Range to output from the entries below: the line containing "self.difficulty = level;" through the line containing "pub(crate) fn remember(&mut". Set it down exactly, ends included, nothing else.

╔══

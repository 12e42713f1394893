//! Per-conversation tutoring state.

use crate::{
    context::{ContextWindow, QaPair},
    difficulty::{DifficultyLevel, InvalidDifficulty},
};
use anyhow::Result;
use async_trait::async_trait;
use serde::{Deserialize, Serialize};
use std::fmt;

/// Opaque handle the intent classifier uses to group utterances.
#[derive(Debug, Clone, PartialEq, Eq, Hash, Serialize, Deserialize)]
#[serde(transparent)]
pub struct ConversationId(String);

impl ConversationId {
    pub fn new(id: impl Into<String>) -> Self {
        Self(id.into())
    }

    pub fn as_str(&self) -> &str {
        &self.0
    }
}

impl fmt::Display for ConversationId {
    fn fmt(&self, f: &mut fmt::Formatter<'_>) -> fmt::Result {
        f.write_str(&self.0)
    }
}

/// Establishes the conversation handle for a new session.
#[cfg_attr(test, mockall::automock)]
#[async_trait]
pub trait SessionRegistry: Send + Sync {
    /// Called exactly once when a session starts.
    async fn create_session(&self) -> Result<ConversationId>;
}

/// Mints a fresh random id per session without any remote call.
///
/// Dialogflow accepts any caller-chosen session id, so this is the registry
/// used in production as well as in tests.
#[derive(Debug, Default, Clone, Copy)]
pub struct LocalSessionRegistry;

#[async_trait]
impl SessionRegistry for LocalSessionRegistry {
    async fn create_session(&self) -> Result<ConversationId> {
        Ok(ConversationId::new(uuid::Uuid::new_v4().to_string()))
    }
}

#[derive(Debug, Clone, Copy, PartialEq, Eq, Serialize, Deserialize)]
#[serde(rename_all = "lowercase")]
pub enum SessionState {
    Active,
    Terminated,
}

/// One ongoing tutoring conversation.
#[derive(Debug, Clone, Serialize)]
pub struct Session {
    conversation_id: ConversationId,
    difficulty: DifficultyLevel,
    context: ContextWindow,
    state: SessionState,
}

impl Session {
    /// Starts a session, registering it with the external registry.
    pub async fn start(registry: &dyn SessionRegistry) -> Result<Self> {
        let conversation_id = registry.create_session().await?;
        tracing::debug!(%conversation_id, "Session registered");
        Ok(Self::with_conversation_id(conversation_id))
    }

    /// Builds an active session around an already-registered handle.
    pub fn with_conversation_id(conversation_id: ConversationId) -> Self {
        Self {
            conversation_id,
            difficulty: DifficultyLevel::default(),
            context: ContextWindow::new(),
            state: SessionState::Active,
        }
    }

    pub fn conversation_id(&self) -> &ConversationId {
        &self.conversation_id
    }

    pub fn difficulty(&self) -> DifficultyLevel {
        self.difficulty
    }

    pub fn set_difficulty(&mut self, level: DifficultyLevel) {
        self.difficulty = level;
    }

    /// Parses and applies a raw level; the session is untouched on error.
    pub fn set_difficulty_str(&mut self, value: &str) -> Result<(), InvalidDifficulty> {
        self.difficulty = value.parse()?;
        Ok(())
    }

    pub fn context(&self) -> &ContextWindow {
        &self.context
    }

    pub(crate) fn remember(&mut self, pair: QaPair) {
        self.context.append(pair);
    }

    pub fn state(&self) -> SessionState {
        self.state
    }

    pub fn is_terminated(&self) -> bool {
        self.state == SessionState::Terminated
    }

    /// Moves the session into its terminal state.
    pub fn terminate(&mut self) {
        self.state = SessionState::Terminated;
    }
}
//! Shared Application State
//!
//! This module defines the `AppState` struct, which holds the tutor, the
//! live sessions and the optional voice client.

use crate::sessions::SessionStore;
use mathtutor_core::{speech::ElevenLabsClient, tutor::Tutor};

/// The shared application state, created once at startup and passed to all handlers.
pub struct AppState {
    pub tutor: Tutor,
    pub sessions: SessionStore,
    /// `None` when no ElevenLabs key is configured.
    pub voice: Option<ElevenLabsClient>,
}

╚══

Solution to the exercise =>
        self.difficulty = level;
    }

    /// Parses and applies a raw level; the session is untouched on error.
    pub fn set_difficulty_str(&mut self, value: &str) -> Result<(), InvalidDifficulty> {
        self.difficulty = value.parse()?;
        Ok(())
    }

    pub fn context(&self) -> &ContextWindow {
        &self.context
    }

    pub(crate) fn remember(&mut self, pair: QaPair) {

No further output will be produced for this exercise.